### DIRECTIONS FOR THIS TASK
Filter the data below for the string "destination" and copy each matching line.

[Saved data entries]
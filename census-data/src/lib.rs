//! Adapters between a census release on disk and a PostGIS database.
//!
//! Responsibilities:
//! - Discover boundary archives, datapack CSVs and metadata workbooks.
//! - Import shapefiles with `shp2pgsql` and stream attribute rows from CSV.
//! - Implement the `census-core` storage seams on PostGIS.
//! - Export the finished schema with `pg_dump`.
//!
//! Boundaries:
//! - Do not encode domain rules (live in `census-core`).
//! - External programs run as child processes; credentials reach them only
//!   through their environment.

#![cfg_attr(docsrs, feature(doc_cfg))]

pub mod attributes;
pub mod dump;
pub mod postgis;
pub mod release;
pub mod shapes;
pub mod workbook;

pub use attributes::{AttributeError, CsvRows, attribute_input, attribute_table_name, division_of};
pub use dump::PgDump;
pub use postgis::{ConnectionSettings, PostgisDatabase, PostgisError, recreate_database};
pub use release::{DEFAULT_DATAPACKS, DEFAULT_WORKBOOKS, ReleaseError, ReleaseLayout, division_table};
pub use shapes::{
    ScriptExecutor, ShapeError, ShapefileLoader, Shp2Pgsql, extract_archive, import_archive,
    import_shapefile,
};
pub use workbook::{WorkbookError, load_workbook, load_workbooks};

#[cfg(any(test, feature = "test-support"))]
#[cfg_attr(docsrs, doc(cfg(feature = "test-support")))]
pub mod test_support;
--
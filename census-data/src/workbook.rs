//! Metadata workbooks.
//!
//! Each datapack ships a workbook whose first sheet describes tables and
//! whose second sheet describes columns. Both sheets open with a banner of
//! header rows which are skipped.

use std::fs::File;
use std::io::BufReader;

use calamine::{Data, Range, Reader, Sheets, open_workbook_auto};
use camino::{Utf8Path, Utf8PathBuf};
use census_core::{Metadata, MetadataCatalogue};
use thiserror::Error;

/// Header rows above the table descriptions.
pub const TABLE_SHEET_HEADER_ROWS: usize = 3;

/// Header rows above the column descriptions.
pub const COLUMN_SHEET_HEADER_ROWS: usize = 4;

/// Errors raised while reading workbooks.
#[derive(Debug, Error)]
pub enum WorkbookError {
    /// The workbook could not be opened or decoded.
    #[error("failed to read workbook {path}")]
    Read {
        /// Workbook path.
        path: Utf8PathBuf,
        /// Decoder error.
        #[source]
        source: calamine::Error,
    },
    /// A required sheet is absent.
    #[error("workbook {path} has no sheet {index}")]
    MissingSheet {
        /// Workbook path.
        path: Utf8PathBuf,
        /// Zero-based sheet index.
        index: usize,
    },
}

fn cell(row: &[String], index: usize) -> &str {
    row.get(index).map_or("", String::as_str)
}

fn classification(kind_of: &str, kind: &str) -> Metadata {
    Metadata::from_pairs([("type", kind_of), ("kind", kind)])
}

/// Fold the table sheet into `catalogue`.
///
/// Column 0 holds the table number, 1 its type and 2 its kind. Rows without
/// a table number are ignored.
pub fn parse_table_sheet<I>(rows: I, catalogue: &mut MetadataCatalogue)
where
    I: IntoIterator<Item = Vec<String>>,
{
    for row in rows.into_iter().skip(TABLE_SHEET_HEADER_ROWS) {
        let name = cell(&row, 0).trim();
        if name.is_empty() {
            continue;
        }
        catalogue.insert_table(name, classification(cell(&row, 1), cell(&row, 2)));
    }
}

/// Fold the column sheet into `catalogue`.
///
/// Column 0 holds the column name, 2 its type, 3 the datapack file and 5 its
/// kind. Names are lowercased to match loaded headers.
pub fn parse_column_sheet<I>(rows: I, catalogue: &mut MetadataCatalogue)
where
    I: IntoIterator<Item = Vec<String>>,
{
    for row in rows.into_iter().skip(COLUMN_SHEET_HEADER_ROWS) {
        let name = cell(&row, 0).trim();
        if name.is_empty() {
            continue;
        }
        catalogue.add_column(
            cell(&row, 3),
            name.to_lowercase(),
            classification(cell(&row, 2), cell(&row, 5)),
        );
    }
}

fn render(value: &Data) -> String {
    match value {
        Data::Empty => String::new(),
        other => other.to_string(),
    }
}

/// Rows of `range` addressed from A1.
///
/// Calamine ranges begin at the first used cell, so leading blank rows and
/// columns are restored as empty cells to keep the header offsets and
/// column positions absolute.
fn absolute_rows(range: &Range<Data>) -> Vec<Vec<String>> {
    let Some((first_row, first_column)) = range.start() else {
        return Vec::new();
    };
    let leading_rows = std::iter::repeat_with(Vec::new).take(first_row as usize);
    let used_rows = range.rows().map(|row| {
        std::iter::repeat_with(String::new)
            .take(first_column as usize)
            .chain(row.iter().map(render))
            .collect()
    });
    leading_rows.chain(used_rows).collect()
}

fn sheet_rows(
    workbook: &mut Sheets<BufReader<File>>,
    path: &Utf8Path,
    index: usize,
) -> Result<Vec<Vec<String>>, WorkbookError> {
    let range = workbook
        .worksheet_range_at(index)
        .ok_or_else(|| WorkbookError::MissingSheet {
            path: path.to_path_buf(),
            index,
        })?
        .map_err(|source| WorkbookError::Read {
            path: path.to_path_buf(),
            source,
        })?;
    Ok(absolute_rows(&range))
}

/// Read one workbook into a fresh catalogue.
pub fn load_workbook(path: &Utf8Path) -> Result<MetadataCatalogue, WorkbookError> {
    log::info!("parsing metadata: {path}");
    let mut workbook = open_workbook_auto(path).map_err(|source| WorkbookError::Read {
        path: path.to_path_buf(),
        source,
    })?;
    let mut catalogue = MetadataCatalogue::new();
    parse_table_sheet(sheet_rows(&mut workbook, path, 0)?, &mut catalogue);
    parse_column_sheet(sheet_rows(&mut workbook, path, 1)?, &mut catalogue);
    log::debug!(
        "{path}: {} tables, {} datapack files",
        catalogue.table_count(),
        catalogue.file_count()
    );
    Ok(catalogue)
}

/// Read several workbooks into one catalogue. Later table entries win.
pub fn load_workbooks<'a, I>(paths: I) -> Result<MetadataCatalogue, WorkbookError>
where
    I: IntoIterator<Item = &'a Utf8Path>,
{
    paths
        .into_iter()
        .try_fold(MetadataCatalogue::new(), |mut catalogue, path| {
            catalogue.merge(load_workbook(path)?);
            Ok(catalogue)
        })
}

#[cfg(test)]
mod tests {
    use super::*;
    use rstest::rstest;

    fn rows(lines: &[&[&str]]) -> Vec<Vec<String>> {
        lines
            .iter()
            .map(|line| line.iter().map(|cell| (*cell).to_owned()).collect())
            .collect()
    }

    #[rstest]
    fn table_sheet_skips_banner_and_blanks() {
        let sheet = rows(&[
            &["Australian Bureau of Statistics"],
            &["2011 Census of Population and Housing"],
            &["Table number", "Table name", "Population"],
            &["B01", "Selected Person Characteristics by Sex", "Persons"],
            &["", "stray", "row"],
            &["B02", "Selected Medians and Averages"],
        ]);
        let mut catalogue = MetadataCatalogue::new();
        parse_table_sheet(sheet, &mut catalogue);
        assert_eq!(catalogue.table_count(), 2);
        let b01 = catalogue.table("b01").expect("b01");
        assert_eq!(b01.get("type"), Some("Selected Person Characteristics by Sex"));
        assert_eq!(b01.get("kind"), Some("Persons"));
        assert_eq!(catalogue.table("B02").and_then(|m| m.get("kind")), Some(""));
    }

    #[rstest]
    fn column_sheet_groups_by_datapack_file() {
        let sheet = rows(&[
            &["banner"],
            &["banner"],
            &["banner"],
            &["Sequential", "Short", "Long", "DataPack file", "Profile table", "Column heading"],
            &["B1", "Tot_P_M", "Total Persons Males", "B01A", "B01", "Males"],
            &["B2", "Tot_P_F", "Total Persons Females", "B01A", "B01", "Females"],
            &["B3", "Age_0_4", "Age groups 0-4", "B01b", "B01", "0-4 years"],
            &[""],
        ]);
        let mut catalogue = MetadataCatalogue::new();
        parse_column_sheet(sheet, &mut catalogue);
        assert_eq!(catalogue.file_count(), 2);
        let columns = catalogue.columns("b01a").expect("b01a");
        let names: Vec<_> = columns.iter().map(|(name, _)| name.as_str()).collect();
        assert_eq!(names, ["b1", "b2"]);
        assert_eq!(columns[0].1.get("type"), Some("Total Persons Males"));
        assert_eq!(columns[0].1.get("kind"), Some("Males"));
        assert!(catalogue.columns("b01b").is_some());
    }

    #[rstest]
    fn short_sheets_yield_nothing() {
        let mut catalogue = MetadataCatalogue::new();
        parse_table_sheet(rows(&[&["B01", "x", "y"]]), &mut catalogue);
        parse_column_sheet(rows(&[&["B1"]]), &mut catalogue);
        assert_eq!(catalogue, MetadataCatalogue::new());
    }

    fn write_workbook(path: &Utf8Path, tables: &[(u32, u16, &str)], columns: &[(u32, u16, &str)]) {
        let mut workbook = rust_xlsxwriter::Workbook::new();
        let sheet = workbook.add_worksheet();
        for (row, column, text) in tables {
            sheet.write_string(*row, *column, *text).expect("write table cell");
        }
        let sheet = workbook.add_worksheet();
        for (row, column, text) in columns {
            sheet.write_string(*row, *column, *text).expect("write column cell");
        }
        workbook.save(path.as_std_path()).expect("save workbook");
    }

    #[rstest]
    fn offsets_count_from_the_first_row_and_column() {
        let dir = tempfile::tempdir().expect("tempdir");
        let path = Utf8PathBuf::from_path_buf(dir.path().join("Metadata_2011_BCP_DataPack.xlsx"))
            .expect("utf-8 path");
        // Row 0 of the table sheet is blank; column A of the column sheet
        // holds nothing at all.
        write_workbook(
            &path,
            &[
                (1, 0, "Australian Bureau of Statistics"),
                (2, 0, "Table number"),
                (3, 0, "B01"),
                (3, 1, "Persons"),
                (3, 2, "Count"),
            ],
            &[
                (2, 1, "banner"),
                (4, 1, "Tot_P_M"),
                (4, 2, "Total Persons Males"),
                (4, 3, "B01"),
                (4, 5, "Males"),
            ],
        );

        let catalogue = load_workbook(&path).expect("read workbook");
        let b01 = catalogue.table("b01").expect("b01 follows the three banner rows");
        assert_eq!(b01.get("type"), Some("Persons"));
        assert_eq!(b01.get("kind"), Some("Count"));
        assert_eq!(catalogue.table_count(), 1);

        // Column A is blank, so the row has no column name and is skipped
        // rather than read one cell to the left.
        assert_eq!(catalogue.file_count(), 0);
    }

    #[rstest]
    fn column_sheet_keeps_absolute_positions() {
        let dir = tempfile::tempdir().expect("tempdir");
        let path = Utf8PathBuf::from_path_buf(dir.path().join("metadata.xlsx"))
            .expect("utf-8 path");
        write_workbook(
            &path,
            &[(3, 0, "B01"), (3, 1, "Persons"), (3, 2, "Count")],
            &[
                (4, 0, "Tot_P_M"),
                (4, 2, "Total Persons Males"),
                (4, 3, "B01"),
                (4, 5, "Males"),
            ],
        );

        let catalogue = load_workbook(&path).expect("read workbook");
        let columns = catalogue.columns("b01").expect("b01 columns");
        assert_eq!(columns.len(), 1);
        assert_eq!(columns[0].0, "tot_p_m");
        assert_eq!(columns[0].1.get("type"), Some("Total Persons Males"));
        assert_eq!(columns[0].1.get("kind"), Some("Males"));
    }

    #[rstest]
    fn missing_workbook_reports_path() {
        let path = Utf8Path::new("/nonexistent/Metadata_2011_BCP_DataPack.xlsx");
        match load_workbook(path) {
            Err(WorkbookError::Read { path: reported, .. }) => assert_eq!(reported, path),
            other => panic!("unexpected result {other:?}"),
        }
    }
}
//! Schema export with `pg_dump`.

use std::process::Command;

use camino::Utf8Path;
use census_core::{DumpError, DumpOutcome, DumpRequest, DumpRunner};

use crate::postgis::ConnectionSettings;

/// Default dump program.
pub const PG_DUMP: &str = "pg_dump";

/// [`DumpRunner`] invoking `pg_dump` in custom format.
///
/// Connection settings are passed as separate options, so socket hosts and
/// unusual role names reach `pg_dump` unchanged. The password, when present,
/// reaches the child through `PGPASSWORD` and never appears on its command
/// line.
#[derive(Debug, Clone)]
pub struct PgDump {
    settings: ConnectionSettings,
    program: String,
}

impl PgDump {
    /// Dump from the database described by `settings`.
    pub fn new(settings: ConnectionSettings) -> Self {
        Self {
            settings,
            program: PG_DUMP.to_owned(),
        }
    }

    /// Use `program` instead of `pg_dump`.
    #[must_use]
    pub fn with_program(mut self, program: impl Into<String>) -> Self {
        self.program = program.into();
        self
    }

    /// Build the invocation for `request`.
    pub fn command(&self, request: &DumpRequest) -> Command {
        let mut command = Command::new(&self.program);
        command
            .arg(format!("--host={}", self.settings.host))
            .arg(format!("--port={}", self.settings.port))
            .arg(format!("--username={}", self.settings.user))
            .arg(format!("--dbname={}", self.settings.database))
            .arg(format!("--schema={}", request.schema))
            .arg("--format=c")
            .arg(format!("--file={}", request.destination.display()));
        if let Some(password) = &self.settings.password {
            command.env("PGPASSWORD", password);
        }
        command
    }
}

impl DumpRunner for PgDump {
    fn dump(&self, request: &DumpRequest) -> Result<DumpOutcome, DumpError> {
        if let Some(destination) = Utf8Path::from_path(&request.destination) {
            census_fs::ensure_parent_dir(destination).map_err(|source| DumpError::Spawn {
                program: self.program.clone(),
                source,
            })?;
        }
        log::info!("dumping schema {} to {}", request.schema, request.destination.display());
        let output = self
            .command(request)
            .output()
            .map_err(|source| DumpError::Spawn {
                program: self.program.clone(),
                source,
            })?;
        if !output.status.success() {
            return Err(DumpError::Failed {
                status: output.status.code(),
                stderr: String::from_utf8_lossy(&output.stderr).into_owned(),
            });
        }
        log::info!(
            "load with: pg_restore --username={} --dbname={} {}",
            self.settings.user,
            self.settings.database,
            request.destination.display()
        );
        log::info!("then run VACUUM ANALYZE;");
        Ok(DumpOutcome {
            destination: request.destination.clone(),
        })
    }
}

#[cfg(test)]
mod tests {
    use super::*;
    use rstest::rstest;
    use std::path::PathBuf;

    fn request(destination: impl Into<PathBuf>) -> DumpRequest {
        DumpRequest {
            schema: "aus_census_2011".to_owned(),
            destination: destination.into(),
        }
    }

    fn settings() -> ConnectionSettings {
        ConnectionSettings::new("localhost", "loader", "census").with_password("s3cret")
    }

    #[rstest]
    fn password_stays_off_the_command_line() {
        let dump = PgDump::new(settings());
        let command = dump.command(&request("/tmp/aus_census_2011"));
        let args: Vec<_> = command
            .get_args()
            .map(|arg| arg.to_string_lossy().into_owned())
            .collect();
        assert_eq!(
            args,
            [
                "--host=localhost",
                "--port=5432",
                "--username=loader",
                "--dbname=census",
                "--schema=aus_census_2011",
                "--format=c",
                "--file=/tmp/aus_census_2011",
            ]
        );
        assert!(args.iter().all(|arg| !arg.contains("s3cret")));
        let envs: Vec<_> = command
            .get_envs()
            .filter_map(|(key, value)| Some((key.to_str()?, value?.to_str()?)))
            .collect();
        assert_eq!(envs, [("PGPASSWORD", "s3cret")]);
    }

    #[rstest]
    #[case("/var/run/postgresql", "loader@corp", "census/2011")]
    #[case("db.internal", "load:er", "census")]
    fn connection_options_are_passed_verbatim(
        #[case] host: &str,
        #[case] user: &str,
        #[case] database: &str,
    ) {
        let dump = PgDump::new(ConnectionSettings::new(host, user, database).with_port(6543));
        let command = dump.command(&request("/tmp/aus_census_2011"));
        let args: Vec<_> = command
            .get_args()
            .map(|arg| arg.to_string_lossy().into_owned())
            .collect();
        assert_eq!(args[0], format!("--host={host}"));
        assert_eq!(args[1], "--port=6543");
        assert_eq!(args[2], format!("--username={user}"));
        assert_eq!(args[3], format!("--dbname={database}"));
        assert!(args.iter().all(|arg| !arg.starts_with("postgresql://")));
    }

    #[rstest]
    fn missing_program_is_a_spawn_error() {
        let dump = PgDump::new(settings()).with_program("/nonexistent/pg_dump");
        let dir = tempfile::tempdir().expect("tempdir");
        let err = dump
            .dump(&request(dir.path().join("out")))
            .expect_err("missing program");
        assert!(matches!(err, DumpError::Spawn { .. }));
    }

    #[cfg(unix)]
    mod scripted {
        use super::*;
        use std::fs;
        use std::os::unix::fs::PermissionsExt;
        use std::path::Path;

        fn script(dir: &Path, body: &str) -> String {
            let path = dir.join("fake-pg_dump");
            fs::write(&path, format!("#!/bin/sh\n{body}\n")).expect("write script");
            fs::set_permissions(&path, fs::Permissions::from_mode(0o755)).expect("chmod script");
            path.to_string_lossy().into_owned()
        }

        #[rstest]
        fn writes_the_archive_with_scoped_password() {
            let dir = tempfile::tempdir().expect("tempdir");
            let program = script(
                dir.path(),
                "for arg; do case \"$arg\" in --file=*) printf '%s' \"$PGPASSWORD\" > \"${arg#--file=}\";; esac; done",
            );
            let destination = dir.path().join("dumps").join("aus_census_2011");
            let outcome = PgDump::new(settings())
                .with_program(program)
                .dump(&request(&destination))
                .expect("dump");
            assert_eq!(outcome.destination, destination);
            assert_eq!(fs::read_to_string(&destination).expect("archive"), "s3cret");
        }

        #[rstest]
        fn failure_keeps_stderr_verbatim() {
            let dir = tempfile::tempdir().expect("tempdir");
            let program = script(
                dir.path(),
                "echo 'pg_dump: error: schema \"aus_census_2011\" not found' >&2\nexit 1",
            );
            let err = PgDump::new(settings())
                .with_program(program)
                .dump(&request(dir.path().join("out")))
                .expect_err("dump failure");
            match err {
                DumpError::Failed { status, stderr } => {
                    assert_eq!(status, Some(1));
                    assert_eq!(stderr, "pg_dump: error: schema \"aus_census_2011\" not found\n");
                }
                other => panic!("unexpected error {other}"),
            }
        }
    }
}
* * *
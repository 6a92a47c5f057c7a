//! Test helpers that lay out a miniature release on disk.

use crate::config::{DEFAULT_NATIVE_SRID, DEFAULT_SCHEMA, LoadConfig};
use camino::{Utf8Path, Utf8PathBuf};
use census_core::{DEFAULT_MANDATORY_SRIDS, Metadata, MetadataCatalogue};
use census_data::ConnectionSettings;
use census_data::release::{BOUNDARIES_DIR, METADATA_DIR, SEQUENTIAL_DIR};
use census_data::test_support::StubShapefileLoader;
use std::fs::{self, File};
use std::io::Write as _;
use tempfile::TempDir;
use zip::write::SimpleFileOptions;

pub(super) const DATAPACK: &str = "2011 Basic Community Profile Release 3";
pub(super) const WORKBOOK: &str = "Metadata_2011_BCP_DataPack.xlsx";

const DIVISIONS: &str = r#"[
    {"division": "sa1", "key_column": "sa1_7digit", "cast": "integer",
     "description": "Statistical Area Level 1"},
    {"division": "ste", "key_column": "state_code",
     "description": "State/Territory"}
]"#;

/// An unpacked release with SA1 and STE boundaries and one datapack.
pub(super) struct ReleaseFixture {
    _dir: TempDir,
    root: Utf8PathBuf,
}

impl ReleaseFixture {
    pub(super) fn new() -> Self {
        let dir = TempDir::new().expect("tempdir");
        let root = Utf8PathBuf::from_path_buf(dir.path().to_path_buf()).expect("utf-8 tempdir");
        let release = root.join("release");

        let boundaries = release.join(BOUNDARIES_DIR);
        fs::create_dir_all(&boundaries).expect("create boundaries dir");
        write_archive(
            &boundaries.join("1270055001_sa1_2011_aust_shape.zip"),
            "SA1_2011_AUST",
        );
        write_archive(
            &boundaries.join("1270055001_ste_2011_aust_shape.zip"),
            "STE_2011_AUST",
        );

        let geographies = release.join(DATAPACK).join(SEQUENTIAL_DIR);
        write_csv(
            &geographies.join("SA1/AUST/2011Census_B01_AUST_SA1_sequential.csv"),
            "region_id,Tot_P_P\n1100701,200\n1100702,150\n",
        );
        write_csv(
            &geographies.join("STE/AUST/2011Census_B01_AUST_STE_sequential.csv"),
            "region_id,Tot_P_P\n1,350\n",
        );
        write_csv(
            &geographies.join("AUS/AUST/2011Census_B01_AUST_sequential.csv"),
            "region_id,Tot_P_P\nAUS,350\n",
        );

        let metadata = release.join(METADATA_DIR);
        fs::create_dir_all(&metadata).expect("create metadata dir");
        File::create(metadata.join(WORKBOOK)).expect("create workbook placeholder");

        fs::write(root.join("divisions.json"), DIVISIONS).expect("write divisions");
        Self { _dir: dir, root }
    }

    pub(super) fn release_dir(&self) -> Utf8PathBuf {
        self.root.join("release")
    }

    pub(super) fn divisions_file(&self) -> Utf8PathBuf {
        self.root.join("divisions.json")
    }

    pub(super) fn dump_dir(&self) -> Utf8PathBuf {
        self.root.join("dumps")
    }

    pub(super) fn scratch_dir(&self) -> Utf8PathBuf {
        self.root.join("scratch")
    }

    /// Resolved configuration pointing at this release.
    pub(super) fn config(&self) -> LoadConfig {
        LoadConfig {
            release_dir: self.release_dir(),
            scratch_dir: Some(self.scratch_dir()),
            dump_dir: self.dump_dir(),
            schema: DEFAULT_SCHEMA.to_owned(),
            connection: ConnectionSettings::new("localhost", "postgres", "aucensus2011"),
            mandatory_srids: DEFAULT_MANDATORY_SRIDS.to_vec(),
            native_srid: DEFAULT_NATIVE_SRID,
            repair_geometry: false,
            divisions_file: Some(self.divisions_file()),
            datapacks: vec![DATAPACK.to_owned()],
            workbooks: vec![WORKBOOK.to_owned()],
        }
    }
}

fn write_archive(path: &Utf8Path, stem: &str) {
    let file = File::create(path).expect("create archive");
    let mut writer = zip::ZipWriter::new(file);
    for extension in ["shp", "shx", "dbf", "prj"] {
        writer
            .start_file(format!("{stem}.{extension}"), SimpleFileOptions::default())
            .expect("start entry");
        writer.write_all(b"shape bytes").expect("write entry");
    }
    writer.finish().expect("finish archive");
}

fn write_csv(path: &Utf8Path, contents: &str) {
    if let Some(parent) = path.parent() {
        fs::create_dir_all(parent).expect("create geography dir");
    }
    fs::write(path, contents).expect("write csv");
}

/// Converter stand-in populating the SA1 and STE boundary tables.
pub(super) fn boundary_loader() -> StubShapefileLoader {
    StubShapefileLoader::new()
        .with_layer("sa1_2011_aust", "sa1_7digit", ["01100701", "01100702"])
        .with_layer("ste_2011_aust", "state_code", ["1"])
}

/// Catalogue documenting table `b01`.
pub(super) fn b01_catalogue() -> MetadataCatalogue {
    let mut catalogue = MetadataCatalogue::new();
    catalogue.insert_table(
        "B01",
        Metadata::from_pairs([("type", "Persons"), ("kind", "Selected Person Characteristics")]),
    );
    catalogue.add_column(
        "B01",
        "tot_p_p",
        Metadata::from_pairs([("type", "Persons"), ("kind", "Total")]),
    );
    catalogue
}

### SOLUTION
            .arg(format!("--file={}", request.destination.display()));
        if let Some(destination) = Utf8Path::from_path(&request.destination) {
            census_fs::ensure_parent_dir(destination).map_err(|source| DumpError::Spawn {
        log::info!("dumping schema {} to {}", request.schema, request.destination.display());
            request.destination.display()
            destination: request.destination.clone(),
    fn request(destination: impl Into<PathBuf>) -> DumpRequest {
            destination: destination.into(),
            let destination = dir.path().join("dumps").join("aus_census_2011");
                .dump(&request(&destination))
            assert_eq!(outcome.destination, destination);
            assert_eq!(fs::read_to_string(&destination).expect("archive"), "s3cret");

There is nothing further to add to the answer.